Este penoso capítulo de la historia nacional debería ser visto como una oportunidad para nuevas formas de organización más diversas y paralelas, donde los liderazgos sean colectivos, de manera que faciliten a la sociedad salvadoreña el reto de asumir las responsabilidades que ha visto dejando de lado las últimas décadas: participar, preguntar, expresar, opinar y construir una sociedad más vibrante y activa, en donde los caudillismos y los militarismos no sean viables o ni siquiera posibles. En suma, el país tiene que construirse su propia tradición democrática, para que cuando esta se vea amenazada, entonces sí, los ciudadanos tengamos algo que defender y a alguien a quien responsabilizar ante instituciones efectivas e imparciales que hagan su parte.

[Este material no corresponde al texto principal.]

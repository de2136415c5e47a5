//! Event bucketing and roll-ups

use chrono::{DateTime, NaiveDate, Utc};
use std::collections::{BTreeMap, HashSet};
use tracing::debug;

use super::{
    range_label, ContributorMetrics, Counters, GlobalMetrics, Granularity, Period,
    PeriodMetrics, RepositoryMetrics, Team, TeamMetrics,
};
use crate::identity::IdentityMap;
use crate::models::{hours_between, DateRange, PrState, PullRequest, RawData, ReviewState};

/// A pull request with fewer changed lines than this is "small".
pub const SMALL_PR_LINES: u64 = 100;

const FAST_REVIEW_TIERS: [f64; 3] = [1.0, 4.0, 24.0];

#[derive(Debug, Clone, Default)]
pub struct AggregateOptions {
    pub range: DateRange,
    pub granularity: Granularity,
    pub teams: Vec<Team>,
}

/// (login, repository, period label)
type CellKey = (String, String, String);

struct Cube<'a> {
    options: &'a AggregateOptions,
    cells: BTreeMap<CellKey, Counters>,
}

impl<'a> Cube<'a> {
    fn new(options: &'a AggregateOptions) -> Self {
        Self {
            options,
            cells: BTreeMap::new(),
        }
    }

    fn in_range(&self, ts: DateTime<Utc>) -> bool {
        self.options.range.contains(ts)
    }

    fn cell(&mut self, login: &str, repository: &str, date: NaiveDate) -> &mut Counters {
        let period = self.options.granularity.label(date, &self.options.range);
        self.cells
            .entry((login.to_string(), repository.to_string(), period))
            .or_insert_with(|| Counters {
                repositories: [repository.to_string()].into_iter().collect(),
                ..Default::default()
            })
    }
}

/// Bucket every in-range event and build all roll-ups.
pub fn aggregate(raw: &RawData, identities: &IdentityMap, options: &AggregateOptions) -> GlobalMetrics {
    let mut cube = Cube::new(options);

    let mut seen = HashSet::new();
    for commit in &raw.commits {
        if !seen.insert((commit.repository.as_str(), commit.hash.as_str())) {
            continue;
        }
        if !cube.in_range(commit.timestamp.with_timezone(&Utc)) {
            continue;
        }
        let login = identities.canonical(&commit.author);
        // Local calendar date, matching the activity pattern
        let date = commit.timestamp.date_naive();
        let cell = cube.cell(&login, &commit.repository, date);
        cell.commits += 1;
        if commit.is_merge {
            cell.merge_commits += 1;
        }
        cell.lines += commit.stats;
        cell.files_changed += commit.files_changed as u64;
        if commit.has_tests {
            cell.commits_with_tests += 1;
        }
        cell.activity.record(commit.timestamp);
        cell.mark_active(date);
    }

    for pr in &raw.pull_requests {
        add_pull_request(&mut cube, identities, pr);
    }

    for issue in &raw.issues {
        if !cube.in_range(issue.created_at) {
            continue;
        }
        let login = identities.canonical(&issue.author);
        let date = issue.created_at.date_naive();
        let cell = cube.cell(&login, &issue.repository, date);
        cell.issues_opened += 1;
        cell.mark_active(date);
    }

    for comment in &raw.issue_comments {
        if !cube.in_range(comment.created_at) {
            continue;
        }
        let login = identities.canonical(&comment.author);
        cube.cell(&login, &comment.repository, comment.created_at.date_naive())
            .issue_comments += 1;
    }

    debug!("Aggregated {} contributor buckets", cube.cells.len());
    roll_up(cube.cells, identities, options)
}
//! Login inference for git signatures

use crate::models::LoginSource;

/// Extract the login from a platform noreply address.
///
/// Handles both `<id>+<login>@users.noreply.<host>` and the older
/// `<login>@users.noreply.<host>`.
pub fn login_from_noreply(email: &str) -> Option<String> {
    let email = email.trim().to_lowercase();
    let (local, domain) = email.split_once('@')?;
    if !domain.starts_with("users.noreply.") {
        return None;
    }
    let login = match local.split_once('+') {
        Some((_, login)) => login,
        None => local,
    };
    if login.is_empty() {
        None
    } else {
        Some(login.to_string())
    }
}

/// Lowercase, alphanumerics kept, every other run collapsed to one `-`.
pub fn slugify(text: &str) -> String {
    let mut slug = String::with_capacity(text.len());
    let mut pending_dash = false;
    for c in text.chars().flat_map(char::to_lowercase) {
        if c.is_alphanumeric() {
            if pending_dash && !slug.is_empty() {
                slug.push('-');
            }
            pending_dash = false;
            slug.push(c);
        } else {
            pending_dash = true;
        }
    }
    slug
}

/// Best login guess for a git signature.
pub fn infer_login(name: &str, email: &str) -> (String, LoginSource) {
    if let Some(login) = login_from_noreply(email) {
        return (login, LoginSource::Noreply);
    }
    (slugify(name), LoginSource::NameSlug)
}
// crates/muninn-server/src/mcp/resources.rs
// MCP Resource handlers - pull-only URIs recomputed on every read.

use super::MuninnServer;
use crate::query;
use rmcp::{
    model::{
        AnnotateAble, Annotated, ListResourcesResult, PaginatedRequestParams, RawResource,
        ReadResourceRequestParams, ReadResourceResult, ResourceContents,
    },
    service::{RequestContext, RoleServer},
};

/// Helper to wrap a raw resource without annotations.
fn no_ann(raw: RawResource) -> Annotated<RawResource> {
    Annotated::new(raw, None)
}

fn resource(uri: &str, name: &str, description: &str) -> Annotated<RawResource> {
    no_ann(RawResource {
        uri: uri.into(),
        name: name.into(),
        title: Some(name.into()),
        description: Some(description.into()),
        mime_type: Some("text/plain".into()),
        size: None,
        icons: None,
        meta: None,
    })
}

impl MuninnServer {
    fn resource_list() -> Vec<Annotated<RawResource>> {
        vec![
            resource(
                "muninn://context/current",
                "context-current",
                "Standing context block for the active project",
            ),
            resource(
                "muninn://context/errors",
                "context-errors",
                "Recent errors with any known fixes",
            ),
            resource(
                "muninn://warnings/active",
                "warnings-active",
                "Undismissed risk alerts",
            ),
            resource(
                "muninn://context/shared",
                "context-shared",
                "Active multi-agent intents",
            ),
            resource(
                "muninn://briefing",
                "briefing",
                "Project health, recent sessions, and open work",
            ),
        ]
    }

    pub(super) async fn handle_list_resources(
        &self,
        _request: Option<PaginatedRequestParams>,
        _context: RequestContext<RoleServer>,
    ) -> Result<ListResourcesResult, rmcp::ErrorData> {
        Ok(ListResourcesResult {
            resources: Self::resource_list(),
            next_cursor: None,
            meta: None,
        })
    }

    pub(super) async fn handle_read_resource(
        &self,
        request: ReadResourceRequestParams,
        _context: RequestContext<RoleServer>,
    ) -> Result<ReadResourceResult, rmcp::ErrorData> {
        let project = self
            .current_project()
            .await
            .map_err(|e| rmcp::ErrorData::internal_error(e, None))?;

        let text = match request.uri.as_str() {
            "muninn://context/current" => query::resource_context_current(
                &self.store,
                self.embedder.as_deref(),
                &self.state,
                project.id,
            )
            .await,
            "muninn://context/errors" => {
                query::resource_context_errors(&self.store, project.id).await
            }
            "muninn://warnings/active" => {
                query::resource_warnings_active(&self.store, project.id).await
            }
            "muninn://context/shared" => {
                query::resource_context_shared(&self.store, project.id).await
            }
            "muninn://briefing" => query::resource_briefing(&self.store, project.id).await,
            other => {
                return Err(rmcp::ErrorData::invalid_params(
                    format!("Unknown resource URI: {other}"),
                    None,
                ));
            }
        }
        .map_err(|e| rmcp::ErrorData::internal_error(e.to_string(), None))?;

        Ok(ReadResourceResult {
            contents: vec![ResourceContents::TextResourceContents {
                uri: request.uri,
                mime_type: Some("text/plain".into()),
                text,
                meta: None,
            }],
        })
    }
}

La democracia aún no existe, y esta no se encuentra ni en los partidos políticos ni en el mancillado recinto parlamentario, y mucho menos en la Casa Presidencial. Está en la conciencia de todos los buenos ciudadanos de este país, que ya no tenemos a dónde ir, pero sí mucho que resguardar, aquí mismo, en esta tierra que nos sustenta, junto a la familia que amamos.
*Roberto Burgos Viale es abogado y catedrático salvadoreño.